In 1996, the Jewish National Fund awarded the Tree of Life Award to the Leveys for their longtime commitment and contributions. Last year, the American Physicians Fellowship for Medicine in Israel presented the Leveys with a distinguished medical service award for their efforts to arrange U.S. training experiences for Israeli physicians.
During Levey's five years of leadership, UCLA's medical center and medical school have tangled with copious challenges, which Levey admits "intrigue and frankly challenge" him. In the devastating wake of the Northridge earthquake, both institutions have vigorously rebounded under Levey's energetic direction.
Over the past five years, UCLA has launched 19 clinics in a community-based primary-care network; attracted $500 million in private donations, with $140 million in capital gifts for building projects; increased research funding to $227 million this year; recruited 13 academic chairs; created four new departments; maintained its 10-year reputation in U.S. News & World Report as the "Best in the West" for clinical care; and continued to identify life-saving scientific breakthroughs, such as the breast cancer drug, Herceptin.

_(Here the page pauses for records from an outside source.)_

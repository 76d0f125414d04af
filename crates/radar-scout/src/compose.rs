use radar_channels::telegram_fmt::escape_html;

use crate::github::RepoHit;

/// Alert lines grouped by category, in source order.
#[derive(Debug, Clone, Default, PartialEq, Eq)]
pub struct AlertDigest {
    sections: Vec<(String, Vec<String>)>,
}

impl AlertDigest {
    pub fn new() -> Self {
        Self::default()
    }

    /// Add a feed item under `category`. Categories keep first-insertion order.
    pub fn push_link(&mut self, category: &str, title: &str, link: &str) {
        let line = format!("• <a href='{}'>{}</a>", escape_attr(link), escape_html(title));
        self.push_line(category, line);
    }

    pub fn push_repo(&mut self, category: &str, repo: &RepoHit) {
        let line = format!(
            "• <a href='{}'>{}</a> ({} ⭐) — {}",
            escape_attr(&repo.html_url),
            escape_html(&repo.full_name),
            repo.stars,
            escape_html(&repo.description),
        );
        self.push_line(category, line);
    }

    fn push_line(&mut self, category: &str, line: String) {
        match self.sections.iter_mut().find(|(name, _)| name == category) {
            Some((_, lines)) => lines.push(line),
            None => self.sections.push((category.to_string(), vec![line])),
        }
    }

    pub fn is_empty(&self) -> bool {
        self.sections.iter().all(|(_, lines)| lines.is_empty())
    }

    /// Total number of alert lines.
    pub fn len(&self) -> usize {
        self.sections.iter().map(|(_, lines)| lines.len()).sum()
    }

    pub fn categories(&self) -> impl Iterator<Item = &str> {
        self.sections.iter().map(|(name, _)| name.as_str())
    }
}

fn escape_attr(value: &str) -> String {
    escape_html(value).replace('\'', "&#39;").replace('"', "&quot;")
}

/// Render the digest as one Telegram HTML message, or `None` when there is
/// nothing to report.
pub fn compose_alert(digest: &AlertDigest, window_hours: i64) -> Option<String> {
    if digest.is_empty() {
        return None;
    }

    let mut message =
        format!("🌌 <b>AI Radar</b> — Nuevas señales (últimas {window_hours}h)\n");
    for (category, lines) in &digest.sections {
        if lines.is_empty() {
            continue;
        }
        message.push_str(&format!("\n🔷 <b>{}</b>\n", escape_html(category)));
        message.push_str(&lines.join("\n"));
    }
    Some(message)
}

#[cfg(test)]
mod tests {
    use super::*;

    #[test]
    fn empty_digest_composes_nothing() {
        assert_eq!(compose_alert(&AlertDigest::new(), 24), None);
    }

    #[test]
    fn groups_lines_by_category_in_first_seen_order() {
        let mut digest = AlertDigest::new();
        digest.push_link("🔬 arXiv CV", "Paper A", "http://arxiv.org/abs/1");
        digest.push_link("🛡️ MITRE ATLAS", "Update", "https://atlas.mitre.org/u");
        digest.push_link("🔬 arXiv CV", "Paper B", "http://arxiv.org/abs/2");

        let message = compose_alert(&digest, 24).unwrap();
        assert!(message.starts_with("🌌 <b>AI Radar</b> — Nuevas señales (últimas 24h)\n"));
        let expected = "\n🔷 <b>🔬 arXiv CV</b>\n\
                        • <a href='http://arxiv.org/abs/1'>Paper A</a>\n\
                        • <a href='http://arxiv.org/abs/2'>Paper B</a>\n\
                        🔷 <b>🛡️ MITRE ATLAS</b>\n\
                        • <a href='https://atlas.mitre.org/u'>Update</a>";
        assert!(message.ends_with(expected), "{message}");
        assert_eq!(digest.len(), 3);
        assert_eq!(
            digest.categories().collect::<Vec<_>>(),
            vec!["🔬 arXiv CV", "🛡️ MITRE ATLAS"]
        );
    }

    #[test]
    fn titles_and_links_are_escaped() {
        let mut digest = AlertDigest::new();
        digest.push_link("News", "<script> & co", "https://x.example/?a=1&b='2'");

        let message = compose_alert(&digest, 24).unwrap();
        assert!(message.contains("&lt;script&gt; &amp; co"));
        assert!(message.contains("href='https://x.example/?a=1&amp;b=&#39;2&#39;'"));
    }

    #[test]
    fn repo_lines_show_stars_and_description() {
        let mut digest = AlertDigest::new();
        digest.push_repo(
            "🐙 GitHub Trending (IA)",
            &RepoHit {
                full_name: "org/voice-guard".into(),
                html_url: "https://github.com/org/voice-guard".into(),
                stars: 120,
                description: "Detect cloned voices".into(),
            },
        );
        let message = compose_alert(&digest, 24).unwrap();
        assert!(message.contains(
            "• <a href='https://github.com/org/voice-guard'>org/voice-guard</a> (120 ⭐) — Detect cloned voices"
        ));
    }
}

Now, in the midst of a $600-million campaign to build two new hospitals to open in 2004 on UCLA's Santa Monica and Westwood campuses, Levey's star has never risen higher. Designed by world-renowned architect I.M. Pei, the million-square-foot Westwood complex will blend a light-filled healing environment with cutting-edge medical technology. In Santa Monica, prominent New York architect Robert A.M. Stern is designing a 525,000-square-foot neighborhood-friendly facility to replace the existing community hospital.
"Here at UCLA, we are creating the first academic health center specifically planned for the next century," Levey says. "Can you imagine the exhilaration connected with this prospect? We are literally testing our ability to prophesy how medicine will be practiced and taught in the new millennium. If we do it well -- and we must -- we will be able to provide unsurpassed care for our patients and improve the health of people around the world.
"Every day," he says simply, "I feel that these extraordinary new hospital and research buildings will be the legacy that I leave to UCLA."